Amber's legacy: Her slaying inspired a life saving alert



Dallas Morning News: It's impossible to fathom the depth of emotion that stirs Amber Hagerman's mother when she hears that another missing child has triggered an Amber Alert.
"Bittersweet," Donna Norris calls it.
Sorrow makes another unwanted visit -- sorrow for the loss of her 9-year-old daughter Amber, slain after a stranger snatched her from her bicycle in Arlington, Texas, 10 years ago.
Softening that blow is the hope that the alert bearing Amber's name can avert more tragedy.

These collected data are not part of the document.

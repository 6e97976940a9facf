//! Picking one wallet provider out of whatever the host injected.

use crate::domain::{Injected, WalletBrand};
use crate::ports::{ClockPort, InjectionSurface};

#[derive(Debug, Clone, Copy, PartialEq, Eq)]
pub struct AcquirePolicy {
    pub timeout_ms: u64,
    pub poll_interval_ms: u64,
}

impl Default for AcquirePolicy {
    fn default() -> Self {
        Self {
            timeout_ms: 3_000,
            poll_interval_ms: 100,
        }
    }
}

#[derive(Debug, Clone)]
pub struct Acquired<P> {
    pub provider: P,
    pub brand: WalletBrand,
}

/// MetaMask wins among siblings regardless of position; otherwise the first
/// sibling; otherwise the root provider.
pub fn select_provider<P>(injected: Injected<P>) -> Acquired<P> {
    let Injected { root, siblings } = injected;
    if siblings.is_empty() {
        return Acquired {
            brand: WalletBrand::from_flags(root.flags),
            provider: root.provider,
        };
    }

    let preferred = siblings
        .iter()
        .position(|p| p.flags.is_metamask)
        .unwrap_or(0);
    let chosen = siblings
        .into_iter()
        .nth(preferred)
        .map(|p| Acquired {
            brand: WalletBrand::from_flags(p.flags),
            provider: p.provider,
        });
    chosen.unwrap_or(Acquired {
        brand: WalletBrand::from_flags(root.flags),
        provider: root.provider,
    })
}

/// Polls `surface` until a provider shows up or `policy.timeout_ms` of sleep
/// has elapsed. `None` means no wallet is installed.
pub async fn acquire_provider<S, C>(
    surface: &S,
    clock: &C,
    policy: AcquirePolicy,
) -> Option<Acquired<S::Provider>>
where
    S: InjectionSurface,
    C: ClockPort,
{
    let interval = policy.poll_interval_ms.max(1);
    let mut waited = 0u64;
    loop {
        if let Some(injected) = surface.probe().await {
            let acquired = select_provider(injected);
            tracing::debug!(brand = %acquired.brand, waited_ms = waited, "wallet provider acquired");
            return Some(acquired);
        }
        if waited >= policy.timeout_ms {
            tracing::info!(timeout_ms = policy.timeout_ms, "no wallet provider injected");
            return None;
        }
        clock.sleep_ms(interval).await;
        waited = waited.saturating_add(interval);
    }
}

The now-familiar warning -- a jarring siren sound that blares from radios and televisions -- is a regular reminder just how dangerous and complicated a world our children grow up in.

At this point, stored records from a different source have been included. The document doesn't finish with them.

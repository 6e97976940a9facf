mod common;

use nexus_deployer_core::acquisition::select_provider;
use nexus_deployer_core::domain::{Injected, InjectedProvider, ProviderFlags};
use nexus_deployer_core::{acquire_provider, AcquirePolicy, WalletBrand};

use common::{coinbase, metamask, LateSurface, TestClock};

fn injected(siblings: Vec<(&'static str, ProviderFlags)>) -> Injected<&'static str> {
    Injected {
        root: InjectedProvider {
            provider: "root",
            flags: ProviderFlags::default(),
        },
        siblings: siblings
            .into_iter()
            .map(|(provider, flags)| InjectedProvider { provider, flags })
            .collect(),
    }
}

#[test]
fn metamask_sibling_wins_regardless_of_position() {
    let first = select_provider(injected(vec![("b", metamask()), ("a", coinbase())]));
    let second = select_provider(injected(vec![("a", coinbase()), ("b", metamask())]));
    assert_eq!(first.provider, "b");
    assert_eq!(second.provider, "b");
    assert_eq!(second.brand, WalletBrand::MetaMask);
}

#[test]
fn first_sibling_without_metamask_then_root() {
    let chosen = select_provider(injected(vec![("a", coinbase()), ("c", ProviderFlags::default())]));
    assert_eq!(chosen.provider, "a");
    assert_eq!(chosen.brand.name(), "Coinbase Wallet");

    let root = select_provider(injected(Vec::new()));
    assert_eq!(root.provider, "root");
    assert_eq!(root.brand.to_string(), "Unknown Wallet");
}

#[tokio::test]
async fn late_injection_is_picked_up_by_polling() {
    let mut surface = LateSurface::new(Some(5));
    surface.siblings = vec![("a", coinbase()), ("b", metamask())];
    let clock = TestClock::default();

    let acquired = acquire_provider(&surface, &clock, AcquirePolicy::default())
        .await
        .expect("provider after late injection");
    assert_eq!(acquired.provider, "b");
    assert_eq!(surface.probes(), 6);
    assert_eq!(clock.elapsed_ms(), 500);
}

#[tokio::test]
async fn absent_provider_resolves_to_none_after_timeout() {
    let surface = LateSurface::new(None);
    let clock = TestClock::default();

    let acquired = acquire_provider(&surface, &clock, AcquirePolicy::default()).await;
    assert!(acquired.is_none());
    assert_eq!(clock.elapsed_ms(), 3_000);
    assert_eq!(surface.probes(), 31);
}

Grown-ups talk wistfully about their childhoods, about pedaling the neighborhood and adult-free days in the park. The Amber Alert argues for reality. It's now a world of registered sex offenders who live around the corner. It's a world that keeps tally of children who go missing.

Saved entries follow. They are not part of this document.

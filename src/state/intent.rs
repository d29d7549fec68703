//! Intents accepted by the timer engine

use super::ModeKey;

/// A user action submitted to the engine.
///
/// Elapsed-time ticks are not intents; only the engine's own schedule
/// produces them.
#[derive(Debug, Clone, PartialEq, Eq)]
pub enum Intent {
    /// Switch to another preset; resets the clock and stops
    SelectMode(ModeKey),
    /// Start when idle, stop when running
    ToggleRun,
    /// Restore the active mode's full duration and stop
    Reset,
    /// Add seconds to the remaining time
    Increment(i64),
    /// Replace the remaining time with a `minutes:seconds` literal
    EditTime(String),
}

impl Intent {
    /// Short name used for logging and last-action tracking
    pub fn name(&self) -> &'static str {
        match self {
            Intent::SelectMode(_) => "select-mode",
            Intent::ToggleRun => "toggle-run",
            Intent::Reset => "reset",
            Intent::Increment(_) => "increment",
            Intent::EditTime(_) => "edit-time",
        }
    }
}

The statistics are as nerve-jangling as the Amber Alert. Non-family abductions reached 58,000 kids in 1999, the most recent year studied by the U.S. Justice Department. And 115 other children were victims of serious "stereotypical kidnappings" -- the kind that led to Amber's unsolved murder.
Critical element
Research also reveals the critical element of time. The National Center for Missing and Exploited Children cites a finding out of Washington that "74 percent of abducted children who are murdered are dead within three hours of the abduction."
That means it's critical to do everything possible to spread word of abductions quickly and try to save a young life.
The effort works. The center for missing children details dozens of Amber Alert success stories on its Web site (missingkids.com).
It's indeed a bittersweet world. The lifesaving alert system spawned by Dallas-Fort Worth broadcasters and police agencies is replicated today in 50 states and commemorated in a new postage stamp.
All in the name of a little girl who's not around today to see it.